Worship the Son not the sun!



I took the dogs out for a walk rather late last night and was surprised to see how many cars were parked up on Selsley Common when I got there. Normally, at that time of day, the Common is empty except for cows. As I began walking up towards the ridge of the hill I suddenly remembered why all those people were there. It was the longest day of the year, Midsummer solstice, and they had come to see the sun setting. When I got closer to the edge I could see a lot of people there all standing and starring. Admittedly, the view was wonderful, the sun just sinking below the skyline and the sky turning brilliant shades of orange and red, truly a wonderful site.

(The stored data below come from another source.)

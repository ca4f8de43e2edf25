//! Step contract and the ordered catalog detection scans

use std::collections::HashSet;
use std::sync::Arc;

use action_primitives::{Surface, WaitPolicy};
use async_trait::async_trait;

use crate::context::RunContext;
use crate::errors::FlowError;

/// One page of the flow.
///
/// `detect` must not change page state; it may only wait (bounded) to decide
/// whether an element is present. `execute` is the single side-effecting
/// entry point and is never retried by the step itself.
#[async_trait]
pub trait Step: Send + Sync {
    /// Identifier, unique within a catalog
    fn id(&self) -> &'static str;

    /// Whether the surface currently shows this step's page
    async fn detect(&self, surface: &dyn Surface, wait: &WaitPolicy) -> bool;

    /// Drive the page forward
    async fn execute(&self, ctx: &mut RunContext) -> Result<(), FlowError>;
}

/// Immutable, ordered set of steps. Order is the tie-break when several
/// steps detect at once.
#[derive(Clone, Default)]
pub struct StepCatalog {
    steps: Vec<Arc<dyn Step>>,
}

impl StepCatalog {
    /// Build a catalog, rejecting duplicate ids.
    pub fn new(steps: Vec<Arc<dyn Step>>) -> Result<Self, FlowError> {
        let mut seen = HashSet::new();
        for step in &steps {
            if !seen.insert(step.id()) {
                return Err(FlowError::domain(format!(
                    "duplicate step id `{}` in catalog",
                    step.id()
                )));
            }
        }
        Ok(Self { steps })
    }

    pub fn iter(&self) -> impl Iterator<Item = &Arc<dyn Step>> {
        self.steps.iter()
    }

    pub fn ids(&self) -> Vec<&'static str> {
        self.steps.iter().map(|s| s.id()).collect()
    }

    pub fn get(&self, id: &str) -> Option<&Arc<dyn Step>> {
        self.steps.iter().find(|s| s.id() == id)
    }

    pub fn len(&self) -> usize {
        self.steps.len()
    }

    pub fn is_empty(&self) -> bool {
        self.steps.is_empty()
    }
}

impl std::fmt::Debug for StepCatalog {
    fn fmt(&self, f: &mut std::fmt::Formatter<'_>) -> std::fmt::Result {
        f.debug_list().entries(self.ids()).finish()
    }
}
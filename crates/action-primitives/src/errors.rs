//! Error types for surface operations

use thiserror::Error;

/// Failures raised by a [`Surface`](crate::Surface) implementation.
///
/// Everything here is structural from the flow's point of view: the page did
/// not contain what a step expected, or the automation channel broke.
#[derive(Debug, Error, Clone, PartialEq, Eq)]
pub enum ActionError {
    /// Navigation timed out waiting for page load
    #[error("Navigation timeout: {0}")]
    NavTimeout(String),

    /// Wait operation timed out
    #[error("Wait timeout: {0}")]
    WaitTimeout(String),

    /// No element matched the locator
    #[error("Selector not found: {0}")]
    SelectorNotFound(String),

    /// Element exists but cannot be interacted with
    #[error("Element not interactable: {0}")]
    NotInteractable(String),

    /// Page identity changed while an operation was in flight
    #[error("Stale page: {0}")]
    StalePage(String),

    /// Download never produced a completed artifact
    #[error("Download failed: {0}")]
    DownloadFailed(String),

    /// Browser protocol or transport error
    #[error("CDP I/O error: {0}")]
    CdpIo(String),

    /// Internal error (should not happen in normal operation)
    #[error("Internal error: {0}")]
    Internal(String),
}

impl ActionError {
    /// Check if the underlying condition may clear on its own
    pub fn is_transient(&self) -> bool {
        matches!(
            self,
            ActionError::WaitTimeout(_) | ActionError::StalePage(_) | ActionError::CdpIo(_)
        )
    }

    /// Get error severity level (0=low, 1=medium, 2=high, 3=critical)
    pub fn severity(&self) -> u8 {
        match self {
            ActionError::Internal(_) => 3,
            ActionError::NavTimeout(_) | ActionError::CdpIo(_) | ActionError::DownloadFailed(_) => 2,
            ActionError::WaitTimeout(_)
            | ActionError::SelectorNotFound(_)
            | ActionError::NotInteractable(_) => 1,
            ActionError::StalePage(_) => 0,
        }
    }
}

#[cfg(test)]
mod tests {
    use super::*;

    #[test]
    fn transient_errors_are_classified() {
        assert!(ActionError::WaitTimeout("x".into()).is_transient());
        assert!(!ActionError::SelectorNotFound("x".into()).is_transient());
    }

    #[test]
    fn severity_orders_internal_highest() {
        assert_eq!(ActionError::Internal("x".into()).severity(), 3);
        assert!(
            ActionError::CdpIo("x".into()).severity()
                > ActionError::SelectorNotFound("x".into()).severity()
        );
    }
}
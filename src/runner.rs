//! Composition of launcher, engine and code exchange for one requester run

use std::path::PathBuf;
use std::sync::Arc;

use action_flow::{CodeProvider, FlowEngine, FlowError, RunContext, RunOptions};
use action_primitives::{SurfaceLauncher, WaitPolicy};
use async_trait::async_trait;
use code_broker::{TwoFactorError, TwoFactorExchange};
use once_cell::sync::Lazy;
use regex::Regex;
use serde::Serialize;
use sharecode_core_types::{Credentials, Purpose, RequesterKey, RunResult, TwoFactorMethod};
use thiserror::Error;
use tokio::time::Instant;
use tracing::{debug, error, info, warn};

static CODE_CANDIDATE: Lazy<Regex> =
    Lazy::new(|| Regex::new(r"^\d{4,8}$").expect("code candidate pattern"));

/// Told when a run starts waiting for a security code: requester, delivery
/// method and run label.
pub type CodeNotifier = Arc<dyn Fn(&RequesterKey, TwoFactorMethod, &str) + Send + Sync>;

/// Everything needed to run the flow once for one requester.
#[derive(Debug, Clone, PartialEq, Eq)]
pub struct RunRequest {
    pub key: RequesterKey,
    pub label: String,
    pub credentials: Credentials,
    pub purpose: Purpose,
    /// Overrides the configured artifact path for this run
    pub output_file: Option<PathBuf>,
}

/// A failed run together with the diagnostics captured for it.
#[derive(Debug, Error)]
#[error("{error}")]
pub struct RunFailure {
    pub error: FlowError,
    pub artifact: Option<PathBuf>,
}

impl RunFailure {
    pub fn report(&self) -> FailureReport {
        FailureReport {
            kind: self.error.kind().as_str().to_string(),
            message: self.error.to_string(),
            artifact: self.artifact.clone(),
        }
    }
}

impl From<FlowError> for RunFailure {
    fn from(error: FlowError) -> Self {
        let artifact = error.artifact().cloned();
        Self { error, artifact }
    }
}

/// User-facing summary of a failure.
#[derive(Debug, Clone, PartialEq, Eq, Serialize)]
pub struct FailureReport {
    pub kind: String,
    pub message: String,
    #[serde(skip_serializing_if = "Option::is_none")]
    pub artifact: Option<PathBuf>,
}

pub(crate) fn flow_error_from(err: TwoFactorError) -> FlowError {
    match err {
        TwoFactorError::Timeout { label } => FlowError::TwoFactorTimeout { label },
        TwoFactorError::Superseded => FlowError::Superseded,
        TwoFactorError::Abandoned => FlowError::domain("code request abandoned"),
    }
}

/// Parks the run in the exchange under the requester's key.
struct ExchangeCodeProvider {
    exchange: Arc<TwoFactorExchange>,
    key: RequesterKey,
    notifier: Option<CodeNotifier>,
}

#[async_trait]
impl CodeProvider for ExchangeCodeProvider {
    async fn provide(
        &self,
        method: TwoFactorMethod,
        label: &str,
        deadline: Instant,
    ) -> Result<String, FlowError> {
        if let Some(notify) = &self.notifier {
            notify(&self.key, method, label);
        }
        self.exchange
            .request_code(self.key.clone(), method, label, deadline)
            .await
            .map_err(flow_error_from)
    }
}

/// Inbound text interception: submits `text` as a code when it looks like one
/// and `key` has a pending request. Returns whether it was consumed.
pub fn submit_candidate(exchange: &TwoFactorExchange, key: &RequesterKey, text: &str) -> bool {
    let text = text.trim();
    if !CODE_CANDIDATE.is_match(text) {
        return false;
    }
    if !exchange.has_pending(key) {
        debug!(%key, "code-like input with nothing pending");
        return false;
    }
    exchange.submit_code(key, text)
}

/// Runs the flow end to end for one request: launch, drive, diagnose, close.
#[derive(Clone)]
pub struct SessionRunner {
    launcher: Arc<dyn SurfaceLauncher>,
    engine: FlowEngine,
    exchange: Arc<TwoFactorExchange>,
    start_url: String,
    options: RunOptions,
    wait: WaitPolicy,
    notifier: Option<CodeNotifier>,
}

impl SessionRunner {
    pub fn new(
        launcher: Arc<dyn SurfaceLauncher>,
        engine: FlowEngine,
        exchange: Arc<TwoFactorExchange>,
        start_url: impl Into<String>,
    ) -> Self {
        Self {
            launcher,
            engine,
            exchange,
            start_url: start_url.into(),
            options: RunOptions::default(),
            wait: WaitPolicy::default(),
            notifier: None,
        }
    }

    pub fn with_options(mut self, options: RunOptions) -> Self {
        self.options = options;
        self
    }

    pub fn with_wait_policy(mut self, wait: WaitPolicy) -> Self {
        self.wait = wait;
        self
    }

    pub fn with_notifier(mut self, notifier: CodeNotifier) -> Self {
        self.notifier = Some(notifier);
        self
    }

    pub fn exchange(&self) -> &Arc<TwoFactorExchange> {
        &self.exchange
    }

    pub async fn execute(&self, request: RunRequest) -> Result<RunResult, RunFailure> {
        let RunRequest {
            key,
            label,
            credentials,
            purpose,
            output_file,
        } = request;

        let surface = self.launcher.launch().await.map_err(FlowError::from)?;
        let provider = ExchangeCodeProvider {
            exchange: self.exchange.clone(),
            key: key.clone(),
            notifier: self.notifier.clone(),
        };
        let mut options = self.options.clone();
        if output_file.is_some() {
            options.output_file = output_file;
        }
        let mut ctx = RunContext::new(surface.clone(), credentials, Arc::new(provider))
            .with_label(label)
            .with_purpose(purpose)
            .with_options(options)
            .with_wait_policy(self.wait);
        info!(%key, label = %ctx.label, run_id = %ctx.run_id, "run started");

        let outcome = match self.engine.run(&mut ctx, &self.start_url).await {
            Ok(result) => Ok(result),
            Err(err) => {
                error!(%key, label = %ctx.label, kind = err.kind().as_str(), %err, "run failed");
                let mut failure = RunFailure::from(err);
                if ctx.options.screenshot_on_error && failure.artifact.is_none() {
                    failure.artifact = self.engine.capture(&ctx, "error").await.primary();
                }
                Err(failure)
            }
        };

        if let Err(err) = surface.close().await {
            warn!(%key, %err, "failed to close surface");
        }
        outcome
    }
}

I instantly thought what a wonderful God we have to provide such a spectacle and thanked Him for allowing me to see it, made even more special because I had not been expecting it. However, it did tinge me with sadness when I thought about the other people watching who had come with this one sole purpose in mind who, at best, had just come to see a pretty picture but, at worse, had seemingly gone back to some primitive time when human kind worshiped the sun. They were watching in awe this big ball of fire that, yes, provides us with heat, light, allows plants to grow and stops us spinning off into outer space but they were forgetting who put it there in the first place.

Isn’t it amazing that God ‘flung’ the stars and planets, sun and moon into space and provided the solar system in which we live. We all refer to the sun setting or rising when, in actual fact, the sun stays exactly where it is while the earth revolves around it. How can it stay put and not fall? I like to think that God is holding the universe in His hand, just the way He does us, and it gives me a feeling of security and protection – if God doesn’t let the largest thing in the sky fall, think how much more He will hold me up.

I have been reminded of that verse in Romans 1 ‘for they exchanged the truth of God for a lie and worshipped and served the creature rather than the creator’. We must always remember that the One who created the world, nature around us and even mankind itself is far greater, more powerful and more magnificent that all these things themselves and He is the One who should receive all the praise and glory and not the objects He has formed.